MacCaull noted that when individuals apply for insurance, for example, there’s a wealth of personal information that – through some form of technology – is communicated to the advisor. It’s how that information is shared, stored and accessed by the advisor or consumer, that continues to shape the insurtech field. Areas such as cybersecurity, website and application development, document sharing and online communications are becoming increasingly significant business functions for many brokerages.
“Insurance companies have been very tech-forward in previous waves, in terms of mainframe computers, data gathering and long-term data analysis, and all that sort of actuarial analysis that goes into pricing a product – it’s huge, huge, historical sets of data,” he said. “We take some of those core business functions very seriously and we try to be continually learning. So if managing people’s information about their home, car or business, is part of the core product that we offer, we have to know the ways in which information management, database management, and information technology, are evolving.”
So for AA Munro, a brokerage that has served communities across Nova Scotia for 75 years, it only makes sense that, if they are not developing the technologies themselves, they are on the periphery of its development as an early adopter, or that they share their insights with startups working to disrupt the sector. The relationship and proximity to emerging tech, MacCaull added, will be integral to the sustained growth and development of the brokerage.
“We just thought we should be getting to know the people in the region that are having these kinds of conversations and over time, maybe we’ll learn something from them, maybe they’ll learn something from us,” MacCaull said. “In terms of the real world experience, we can share ours for some of the problems they are trying to solve, and the applications or models they are trying to build, and maybe there will be a fit somewhere where we could work together.”
As technologies continue to evolve, insurtech capacities are growing alongside it, he added, much like a second wave of telematics – a movement to put sensors or monitors on property to insure people based on their habits.

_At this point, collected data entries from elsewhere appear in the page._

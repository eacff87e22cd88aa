//! Axum middleware stack.

pub mod compression;
pub mod cors;
pub mod logging;
pub mod timeout;
//! Application state shared across all handlers and middleware.

use std::sync::Arc;

use docshelf_core::config::AppConfig;
use docshelf_service::document::{DocumentService, UploadService};
use docshelf_service::tag::TagService;

/// Application state containing all shared dependencies.
///
/// Passed to every Axum handler via `State<AppState>`.
/// All fields are `Arc`-wrapped for cheap cloning across tasks.
#[derive(Debug, Clone)]
pub struct AppState {
    /// Application configuration.
    pub config: Arc<AppConfig>,
    /// Listing, editing and trash lifecycle.
    pub document_service: Arc<DocumentService>,
    /// File uploads.
    pub upload_service: Arc<UploadService>,
    /// Tag management.
    pub tag_service: Arc<TagService>,
}
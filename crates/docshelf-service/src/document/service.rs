//! Document listing, editing and trash lifecycle.

use std::sync::Arc;

use bytes::Bytes;
use serde::{Deserialize, Serialize};
use tracing::info;

use docshelf_core::config::UploadConfig;
use docshelf_core::error::AppError;
use docshelf_core::result::AppResult;
use docshelf_core::traits::BlobStore;
use docshelf_core::types::{DocumentId, TagId};
use docshelf_entity::document::{DocumentRecord, FileFormat};
use docshelf_entity::document::format::extension_of;

use crate::DocumentStore;
use crate::context::RequestContext;
use crate::query::{DocumentQuery, DocumentQueryEngine, QueryResult};
use crate::tag::TagService;

/// Partial update of a document. `None` leaves a field unchanged.
#[derive(Debug, Clone, Default, Serialize, Deserialize)]
#[serde(rename_all = "camelCase")]
pub struct UpdateDocumentRequest {
    /// New file name.
    pub file_name: Option<String>,
    /// Replacement tag set.
    pub tag_ids: Option<Vec<TagId>>,
}

/// File contents ready to be streamed back to a client.
#[derive(Debug, Clone)]
pub struct DocumentDownload {
    /// Name to suggest to the client.
    pub file_name: String,
    /// Content type.
    pub content_type: String,
    /// The bytes.
    pub data: Bytes,
}

/// Read and lifecycle operations on documents.
#[derive(Clone)]
pub struct DocumentService {
    /// Document repository.
    documents: Arc<DocumentStore>,
    /// File contents.
    blobs: Arc<dyn BlobStore>,
    /// Tag lookups for re-tagging.
    tags: Arc<TagService>,
    /// Listing pipeline.
    engine: DocumentQueryEngine,
    /// Extension allow-list, shared with uploads.
    upload: UploadConfig,
}

impl std::fmt::Debug for DocumentService {
    fn fmt(&self, f: &mut std::fmt::Formatter<'_>) -> std::fmt::Result {
        f.debug_struct("DocumentService")
            .field("blobs", &self.blobs.store_type())
            .field("engine", &self.engine)
            .finish()
    }
}

impl DocumentService {
    /// Creates a new document service.
    pub fn new(
        documents: Arc<DocumentStore>,
        blobs: Arc<dyn BlobStore>,
        tags: Arc<TagService>,
        engine: DocumentQueryEngine,
        upload: UploadConfig,
    ) -> Self {
        Self {
            documents,
            blobs,
            tags,
            engine,
            upload,
        }
    }

    /// Lists documents outside the trash.
    pub async fn list_active(&self, query: &DocumentQuery) -> AppResult<QueryResult> {
        let snapshot = self.documents.snapshot().await?;
        Ok(self.engine.list_active(&snapshot, query))
    }

    /// Lists documents in the trash.
    pub async fn list_trashed(&self, query: &DocumentQuery) -> AppResult<QueryResult> {
        let snapshot = self.documents.snapshot().await?;
        Ok(self.engine.list_trashed(&snapshot, query))
    }

    /// Gets a single document, trashed or not.
    pub async fn get(&self, id: DocumentId) -> AppResult<DocumentRecord> {
        self.documents
            .find_by_id(&id)
            .await?
            .ok_or_else(|| AppError::not_found(format!("Document {id} not found")))
    }

    /// Reads a document's contents.
    pub async fn download(&self, id: DocumentId) -> AppResult<DocumentDownload> {
        let doc = self.get(id).await?;
        let data = self.blobs.get(&blob_key(&doc.id)).await?;
        // The recorded type is only trusted when the name says nothing.
        let content_type = match (doc.file_format, doc.mime_type.as_deref()) {
            (FileFormat::Unknown, Some(mime)) => mime.to_string(),
            (format, _) => format.mime_type().to_string(),
        };

        Ok(DocumentDownload {
            file_name: doc.file_name,
            content_type,
            data,
        })
    }

    /// Renames and/or re-tags an active document.
    pub async fn update(
        &self,
        ctx: &RequestContext,
        id: DocumentId,
        req: UpdateDocumentRequest,
    ) -> AppResult<DocumentRecord> {
        let current = self.get(id).await?;
        if current.is_deleted {
            return Err(trashed_conflict(id));
        }

        let name = match req.file_name {
            Some(raw) => {
                let name = validate_file_name(&raw)?;
                ensure_extension_allowed(&self.upload, &name)?;
                if name != current.file_name {
                    ensure_name_available(self.documents.as_ref(), &name, Some(id)).await?;
                }
                Some(name)
            }
            None => None,
        };
        let tags = match req.tag_ids {
            Some(tag_ids) => Some(self.tags.resolve(&tag_ids).await?),
            None => None,
        };

        let now = ctx.request_time;
        let doc = self
            .documents
            .modify(
                &id,
                Box::new(move |doc: &mut DocumentRecord| {
                    if doc.is_deleted {
                        return Err(trashed_conflict(doc.id));
                    }
                    if let Some(name) = name {
                        doc.rename(name, now);
                    }
                    if let Some(tags) = tags {
                        doc.set_tags(tags, now);
                    }
                    Ok(())
                }),
            )
            .await?;
        info!(document_id = %doc.id, user_id = %ctx.user_id, "Document updated");
        Ok(doc)
    }

    /// Moves an active document to the trash.
    pub async fn soft_delete(&self, ctx: &RequestContext, id: DocumentId) -> AppResult<DocumentRecord> {
        let now = ctx.request_time;
        let doc = self
            .documents
            .modify(
                &id,
                Box::new(move |doc: &mut DocumentRecord| {
                    if doc.is_deleted {
                        return Err(AppError::conflict(format!(
                            "Document {} is already in the trash",
                            doc.id
                        )));
                    }
                    doc.soft_delete(now);
                    Ok(())
                }),
            )
            .await?;
        info!(document_id = %doc.id, user_id = %ctx.user_id, "Document moved to trash");
        Ok(doc)
    }

    /// Takes a document out of the trash.
    ///
    /// Fails with Conflict if the document is not trashed, or if an active
    /// document has taken its name in the meantime.
    pub async fn restore(&self, ctx: &RequestContext, id: DocumentId) -> AppResult<DocumentRecord> {
        let current = self.get(id).await?;
        if !current.is_deleted {
            return Err(not_trashed_conflict(id));
        }
        ensure_name_available(self.documents.as_ref(), &current.file_name, Some(id)).await?;

        let doc = self
            .documents
            .modify(
                &id,
                Box::new(|doc: &mut DocumentRecord| {
                    if !doc.is_deleted {
                        return Err(not_trashed_conflict(doc.id));
                    }
                    doc.restore();
                    Ok(())
                }),
            )
            .await?;
        info!(document_id = %doc.id, user_id = %ctx.user_id, "Document restored");
        Ok(doc)
    }

    /// Removes a trashed document and its contents for good.
    pub async fn permanent_delete(&self, ctx: &RequestContext, id: DocumentId) -> AppResult<()> {
        let doc = self.get(id).await?;
        if !doc.is_deleted {
            return Err(AppError::conflict(format!(
                "Document {id} must be moved to the trash before it can be deleted permanently"
            )));
        }

        self.documents.delete(&id).await?;
        self.blobs.delete(&blob_key(&id)).await?;
        info!(document_id = %id, user_id = %ctx.user_id, "Document permanently deleted");
        Ok(())
    }
}

fn trashed_conflict(id: DocumentId) -> AppError {
    AppError::conflict(format!("Document {id} is in the trash and cannot be edited"))
}

fn not_trashed_conflict(id: DocumentId) -> AppError {
    AppError::conflict(format!("Document {id} is not in the trash"))
}

/// Blob-store key for a document's contents.
pub(crate) fn blob_key(id: &DocumentId) -> String {
    id.to_string()
}

/// Trim a file name and reject blank names or names with path separators.
pub(crate) fn validate_file_name(raw: &str) -> AppResult<String> {
    let name = raw.trim();
    if name.is_empty() {
        return Err(AppError::validation("File name must not be empty"));
    }
    if name.contains(['/', '\\']) {
        return Err(AppError::validation(format!(
            "File name '{name}' must not contain path separators"
        )));
    }
    Ok(name.to_string())
}

/// Fail with Validation unless the name's extension is on the upload allow-list.
pub(crate) fn ensure_extension_allowed(config: &UploadConfig, file_name: &str) -> AppResult<()> {
    let extension = extension_of(file_name).unwrap_or_default();
    if config.is_extension_allowed(extension) {
        return Ok(());
    }
    Err(AppError::validation(format!(
        "File type '.{extension}' is not allowed (allowed: {})",
        config.allowed_extensions.join(", ")
    )))
}

/// Fail with Conflict if an active document other than `except` is named `name`.
///
/// Names compare case-sensitively; trashed documents never block a name.
pub(crate) async fn ensure_name_available(
    documents: &DocumentStore,
    name: &str,
    except: Option<DocumentId>,
) -> AppResult<()> {
    let taken = documents
        .snapshot()
        .await?
        .iter()
        .any(|d| !d.is_deleted && Some(d.id) != except && d.file_name == name);
    if taken {
        return Err(AppError::conflict(format!("A file named '{name}' already exists")));
    }
    Ok(())
}
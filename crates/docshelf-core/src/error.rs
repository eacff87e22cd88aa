//! Unified application error types for DocShelf.
//!
//! Services, repositories and the HTTP layer all speak [`AppError`], so a
//! failure raised deep in a repository reaches the response mapper through
//! plain `?` propagation.

use std::fmt;
use thiserror::Error;

/// Error categories. The HTTP layer maps each kind to one status code.
#[derive(Debug, Clone, Copy, PartialEq, Eq, Hash, serde::Serialize, serde::Deserialize)]
pub enum ErrorKind {
    /// The requested document or tag does not exist.
    NotFound,
    /// Input validation failed (empty names, bad extensions, unknown tags).
    Validation,
    /// The operation clashes with current state (duplicate name, wrong lifecycle state).
    Conflict,
    /// An uploaded file exceeds the configured size limit.
    PayloadTooLarge,
    /// A list query parameter was rejected under strict validation.
    InvalidQueryParameter,
    /// An internal server error occurred.
    Internal,
    /// A configuration error occurred.
    Configuration,
    /// A serialization/deserialization error occurred.
    Serialization,
    /// The blob store failed to read or write file contents.
    Storage,
}

impl ErrorKind {
    /// Machine-readable code used in API error bodies.
    pub fn code(&self) -> &'static str {
        match self {
            Self::NotFound => "NOT_FOUND",
            Self::Validation => "VALIDATION_ERROR",
            Self::Conflict => "CONFLICT",
            Self::PayloadTooLarge => "PAYLOAD_TOO_LARGE",
            Self::InvalidQueryParameter => "INVALID_QUERY_PARAMETER",
            Self::Internal => "INTERNAL_ERROR",
            Self::Configuration => "CONFIGURATION_ERROR",
            Self::Serialization => "SERIALIZATION_ERROR",
            Self::Storage => "STORAGE_ERROR",
        }
    }
}

impl fmt::Display for ErrorKind {
    fn fmt(&self, f: &mut fmt::Formatter<'_>) -> fmt::Result {
        f.write_str(self.code())
    }
}

/// The unified application error used throughout DocShelf.
#[derive(Debug, Error)]
#[error("{kind}: {message}")]
pub struct AppError {
    /// The category of error.
    pub kind: ErrorKind,
    /// A human-readable error message.
    pub message: String,
    /// Optional underlying cause.
    #[source]
    pub source: Option<Box<dyn std::error::Error + Send + Sync>>,
}

impl AppError {
    /// Create a new application error.
    pub fn new(kind: ErrorKind, message: impl Into<String>) -> Self {
        Self {
            kind,
            message: message.into(),
            source: None,
        }
    }

    /// Create a new application error with an underlying cause.
    pub fn with_source(
        kind: ErrorKind,
        message: impl Into<String>,
        source: impl std::error::Error + Send + Sync + 'static,
    ) -> Self {
        Self {
            kind,
            message: message.into(),
            source: Some(Box::new(source)),
        }
    }

    /// Create a not-found error.
    pub fn not_found(message: impl Into<String>) -> Self {
        Self::new(ErrorKind::NotFound, message)
    }

    /// Create a validation error.
    pub fn validation(message: impl Into<String>) -> Self {
        Self::new(ErrorKind::Validation, message)
    }

    /// Create a conflict error.
    pub fn conflict(message: impl Into<String>) -> Self {
        Self::new(ErrorKind::Conflict, message)
    }

    /// Create a payload-too-large error.
    pub fn payload_too_large(message: impl Into<String>) -> Self {
        Self::new(ErrorKind::PayloadTooLarge, message)
    }

    /// Create an invalid-query-parameter error.
    pub fn invalid_query_parameter(message: impl Into<String>) -> Self {
        Self::new(ErrorKind::InvalidQueryParameter, message)
    }

    /// Create an internal error.
    pub fn internal(message: impl Into<String>) -> Self {
        Self::new(ErrorKind::Internal, message)
    }

    /// Create a configuration error.
    pub fn configuration(message: impl Into<String>) -> Self {
        Self::new(ErrorKind::Configuration, message)
    }

    /// Create a storage error.
    pub fn storage(message: impl Into<String>) -> Self {
        Self::new(ErrorKind::Storage, message)
    }

    /// Returns `true` if this error is of the given kind.
    pub fn is(&self, kind: ErrorKind) -> bool {
        self.kind == kind
    }
}

impl Clone for AppError {
    fn clone(&self) -> Self {
        Self {
            kind: self.kind,
            message: self.message.clone(),
            source: None,
        }
    }
}

impl From<serde_json::Error> for AppError {
    fn from(err: serde_json::Error) -> Self {
        Self::with_source(
            ErrorKind::Serialization,
            format!("JSON serialization error: {err}"),
            err,
        )
    }
}

impl From<std::io::Error> for AppError {
    fn from(err: std::io::Error) -> Self {
        Self::with_source(ErrorKind::Storage, format!("I/O error: {err}"), err)
    }
}

impl From<config::ConfigError> for AppError {
    fn from(err: config::ConfigError) -> Self {
        Self::with_source(
            ErrorKind::Configuration,
            format!("Configuration error: {err}"),
            err,
        )
    }
}
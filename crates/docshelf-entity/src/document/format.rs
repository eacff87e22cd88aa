//! File format classification by extension and MIME type.

use serde::{Deserialize, Serialize};
use std::fmt;

/// Classification tag of a stored file.
#[derive(Debug, Clone, Copy, PartialEq, Eq, Hash, Serialize, Deserialize)]
#[serde(rename_all = "lowercase")]
pub enum FileFormat {
    Pdf,
    Doc,
    Docx,
    Xls,
    Xlsx,
    Ppt,
    Pptx,
    Txt,
    Csv,
    Jpg,
    Png,
    Gif,
    /// Anything not recognised above.
    Unknown,
}

/// Coarse grouping of formats, used for icons and filtering in clients.
#[derive(Debug, Clone, Copy, PartialEq, Eq, Hash, Serialize, Deserialize)]
#[serde(rename_all = "lowercase")]
pub enum FormatCategory {
    Document,
    Spreadsheet,
    Presentation,
    Text,
    Image,
    Other,
}

impl FileFormat {
    /// Classify a bare extension (no dot, any case).
    pub fn from_extension(extension: &str) -> Self {
        match extension.to_ascii_lowercase().as_str() {
            "pdf" => Self::Pdf,
            "doc" => Self::Doc,
            "docx" => Self::Docx,
            "xls" => Self::Xls,
            "xlsx" => Self::Xlsx,
            "ppt" => Self::Ppt,
            "pptx" => Self::Pptx,
            "txt" => Self::Txt,
            "csv" => Self::Csv,
            "jpg" | "jpeg" => Self::Jpg,
            "png" => Self::Png,
            "gif" => Self::Gif,
            _ => Self::Unknown,
        }
    }

    /// Classify a file by the extension of its name.
    pub fn from_file_name(file_name: &str) -> Self {
        extension_of(file_name)
            .map(Self::from_extension)
            .unwrap_or(Self::Unknown)
    }

    /// Classify a MIME type such as `application/pdf`. Parameters
    /// (`; charset=utf-8`) are ignored.
    pub fn from_mime(mime: &str) -> Self {
        let essence = mime.split(';').next().unwrap_or("").trim().to_ascii_lowercase();
        match essence.as_str() {
            "application/pdf" => Self::Pdf,
            "application/msword" => Self::Doc,
            "application/vnd.openxmlformats-officedocument.wordprocessingml.document" => {
                Self::Docx
            }
            "application/vnd.ms-excel" => Self::Xls,
            "application/vnd.openxmlformats-officedocument.spreadsheetml.sheet" => Self::Xlsx,
            "application/vnd.ms-powerpoint" => Self::Ppt,
            "application/vnd.openxmlformats-officedocument.presentationml.presentation" => {
                Self::Pptx
            }
            "text/plain" => Self::Txt,
            "text/csv" => Self::Csv,
            "image/jpeg" | "image/jpg" => Self::Jpg,
            "image/png" => Self::Png,
            "image/gif" => Self::Gif,
            _ => Self::Unknown,
        }
    }

    /// Classify by file name first, falling back to the MIME type.
    pub fn detect(file_name: &str, mime: Option<&str>) -> Self {
        match Self::from_file_name(file_name) {
            Self::Unknown => mime.map(Self::from_mime).unwrap_or(Self::Unknown),
            known => known,
        }
    }

    /// Return the coarse category of this format.
    pub fn category(&self) -> FormatCategory {
        match self {
            Self::Pdf | Self::Doc | Self::Docx => FormatCategory::Document,
            Self::Xls | Self::Xlsx | Self::Csv => FormatCategory::Spreadsheet,
            Self::Ppt | Self::Pptx => FormatCategory::Presentation,
            Self::Txt => FormatCategory::Text,
            Self::Jpg | Self::Png | Self::Gif => FormatCategory::Image,
            Self::Unknown => FormatCategory::Other,
        }
    }

    /// Canonical MIME type served on download.
    pub fn mime_type(&self) -> &'static str {
        match self {
            Self::Pdf => "application/pdf",
            Self::Doc => "application/msword",
            Self::Docx => {
                "application/vnd.openxmlformats-officedocument.wordprocessingml.document"
            }
            Self::Xls => "application/vnd.ms-excel",
            Self::Xlsx => "application/vnd.openxmlformats-officedocument.spreadsheetml.sheet",
            Self::Ppt => "application/vnd.ms-powerpoint",
            Self::Pptx => {
                "application/vnd.openxmlformats-officedocument.presentationml.presentation"
            }
            Self::Txt => "text/plain",
            Self::Csv => "text/csv",
            Self::Jpg => "image/jpeg",
            Self::Png => "image/png",
            Self::Gif => "image/gif",
            Self::Unknown => "application/octet-stream",
        }
    }

    /// Return the format as a lowercase string.
    pub fn as_str(&self) -> &'static str {
        match self {
            Self::Pdf => "pdf",
            Self::Doc => "doc",
            Self::Docx => "docx",
            Self::Xls => "xls",
            Self::Xlsx => "xlsx",
            Self::Ppt => "ppt",
            Self::Pptx => "pptx",
            Self::Txt => "txt",
            Self::Csv => "csv",
            Self::Jpg => "jpg",
            Self::Png => "png",
            Self::Gif => "gif",
            Self::Unknown => "unknown",
        }
    }
}

impl fmt::Display for FileFormat {
    fn fmt(&self, f: &mut fmt::Formatter<'_>) -> fmt::Result {
        write!(f, "{}", self.as_str())
    }
}

/// Extension of `file_name` without the dot, if it has one.
///
/// Dot-files such as `.env` and names ending in a dot have no extension.
pub fn extension_of(file_name: &str) -> Option<&str> {
    let (stem, ext) = file_name.rsplit_once('.')?;
    if stem.is_empty() || ext.is_empty() {
        None
    } else {
        Some(ext)
    }
}
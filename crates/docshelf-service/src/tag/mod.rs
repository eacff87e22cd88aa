//! Tag management: CRUD plus the cascades tags imply for documents.

pub mod service;

pub use service::{CreateTagRequest, TagService, UpdateTagRequest};
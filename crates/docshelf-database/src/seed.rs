//! Demo data loaded at startup when `seed.enabled` is set.
//!
//! The collection mirrors what the front-end uses during development:
//! Japanese business documents spread over a few months, a handful of
//! tags, and one document already in the trash.

use bytes::Bytes;
use chrono::{DateTime, Duration, TimeZone, Utc};
use tracing::info;

use docshelf_core::result::AppResult;
use docshelf_core::traits::{BlobStore, Repository};
use docshelf_core::types::UserId;
use docshelf_entity::document::DocumentRecord;
use docshelf_entity::tag::{Tag, TagColor};

use crate::repositories::{DocumentRepository, TagRepository};

/// Tags and documents making up the demo data set.
#[derive(Debug, Clone)]
pub struct SeedData {
    /// Demo tags.
    pub tags: Vec<Tag>,
    /// Demo documents, one of them trashed.
    pub documents: Vec<DocumentRecord>,
}

/// Build the demo data set owned by `owner`.
pub fn demo_data(owner: UserId) -> SeedData {
    let base = Utc.with_ymd_and_hms(2024, 1, 10, 9, 0, 0).single().unwrap_or_else(Utc::now);

    let tag = |name: &str, color: TagColor, day: i64| {
        let mut t = Tag::new(name, color, owner);
        t.created_at = base - Duration::days(30 - day);
        t.updated_at = t.created_at;
        t
    };
    let invoice = tag("請求書", TagColor::Primary, 0);
    let contract = tag("契約書", TagColor::Secondary, 1);
    let estimate = tag("見積書", TagColor::Info, 2);
    let important = tag("重要", TagColor::Error, 3);
    let client = tag("田中商事", TagColor::Success, 4);

    let doc = |name: &str, size: u64, uploaded: DateTime<Utc>, tags: Vec<Tag>| {
        let mut d = DocumentRecord::new(name, size, owner);
        d.uploaded_at = uploaded;
        d.set_tags(tags, uploaded);
        d
    };

    let mut trashed = doc(
        "旧_見積書_2023.pdf",
        98_304,
        base - Duration::days(20),
        vec![estimate.clone()],
    );
    trashed.soft_delete(base + Duration::days(5));

    let documents = vec![
        doc(
            "田中商事_請求書_202401.pdf",
            245_760,
            base,
            vec![invoice.clone(), client.clone()],
        ),
        doc(
            "田中商事_見積書.pdf",
            131_072,
            base + Duration::days(2),
            vec![estimate.clone(), client.clone()],
        ),
        doc(
            "業務委託契約書.docx",
            61_440,
            base + Duration::days(7),
            vec![contract.clone(), important.clone()],
        ),
        doc(
            "月次売上集計_2024Q1.xlsx",
            1_572_864,
            base + Duration::days(21),
            Vec::new(),
        ),
        doc(
            "請求書_B社_202402.pdf",
            204_800,
            base + Duration::days(28),
            vec![invoice.clone()],
        ),
        doc(
            "会議資料_新規案件.pptx",
            3_145_728,
            base + Duration::days(35),
            vec![important.clone()],
        ),
        doc("オフィス写真.jpg", 2_621_440, base + Duration::days(40), Vec::new()),
        trashed,
    ];

    SeedData {
        tags: vec![invoice, contract, estimate, important, client],
        documents,
    }
}

/// Load the demo data into the given stores. Each document gets a small
/// placeholder blob so downloads work.
pub async fn load(
    documents: &DocumentRepository,
    tags: &TagRepository,
    blobs: &dyn BlobStore,
    owner: UserId,
) -> AppResult<()> {
    let data = demo_data(owner);
    let (tag_count, doc_count) = (data.tags.len(), data.documents.len());

    for tag in data.tags {
        tags.insert(tag).await?;
    }
    for doc in data.documents {
        let placeholder = Bytes::from(format!("placeholder contents of {}", doc.file_name));
        blobs.put(&doc.id.to_string(), placeholder).await?;
        documents.insert(doc).await?;
    }

    info!(tags = tag_count, documents = doc_count, "Demo data loaded");
    Ok(())
}

#[cfg(test)]
mod tests {
    use super::*;
    use crate::blob::MemoryBlobStore;

    #[test]
    fn test_demo_data_respects_invariants() {
        let data = demo_data(UserId::new());
        assert_eq!(data.documents.iter().filter(|d| d.is_deleted).count(), 1);
        for doc in &data.documents {
            assert_eq!(doc.is_deleted, doc.deleted_at.is_some());
            let mut ids: Vec<_> = doc.tag_ids().collect();
            let before = ids.len();
            ids.sort();
            ids.dedup();
            assert_eq!(ids.len(), before);
        }
    }

    #[tokio::test]
    async fn test_load_populates_stores() {
        let documents = DocumentRepository::new();
        let tags = TagRepository::new();
        let blobs = MemoryBlobStore::new();
        load(&documents, &tags, &blobs, UserId::new()).await.unwrap();

        assert_eq!(tags.count().await.unwrap(), 5);
        assert_eq!(documents.count().await.unwrap(), 8);
        let first = &documents.snapshot().await.unwrap()[0];
        assert!(blobs.exists(&first.id.to_string()).await.unwrap());
    }
}
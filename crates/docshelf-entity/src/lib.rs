//! # docshelf-entity
//!
//! Domain entity models for DocShelf. Every struct in this crate is a
//! stored record or a value object carried by one. All entities derive
//! `Debug`, `Clone`, `PartialEq`, `Serialize` and `Deserialize`, and
//! serialize with camelCase field names to match the HTTP wire format.

pub mod document;
pub mod tag;

pub use document::{DocumentRecord, FileFormat, FormatCategory};
pub use tag::{Tag, TagColor};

“With homes, new kinds of appliances have sensors, whether they are protecting the locks, an entertainment device, or controlling the thermostats – all of these different smart home devices are providing new forms of data, and new ways to gather old forms of data for how people use their homes,” he said. “This will, in time, affect the insurance industry’s understanding of the value of a home and how we protect it as an asset.”
This could be in the form of sensors on water systems, for example, that could turn the device off to prevent a flood, which would, in turn prevent an insurance claim, MacCaull suggested.
“We’ll see whether or not this fully happens, but there’s a bit of an understanding that, on the whole, there may be less detect and repair in insurance in the future and more predict and prevent that may come out of the increase in smart home devices,” he said, adding that’s just one application for this emerging area of insurtech.
“We got involved with Volta primarily to be part of the community – that physical presence, shared values, shared interests, and that’s also a shared narrative, and a shared story,” he said. “A major benefit is showing our folks at AA Munro, or our partners at major insurance companies across Canada, industry organizations, as well as local government and businesses, that this is a story that’s important, and that’s not going away,” he said.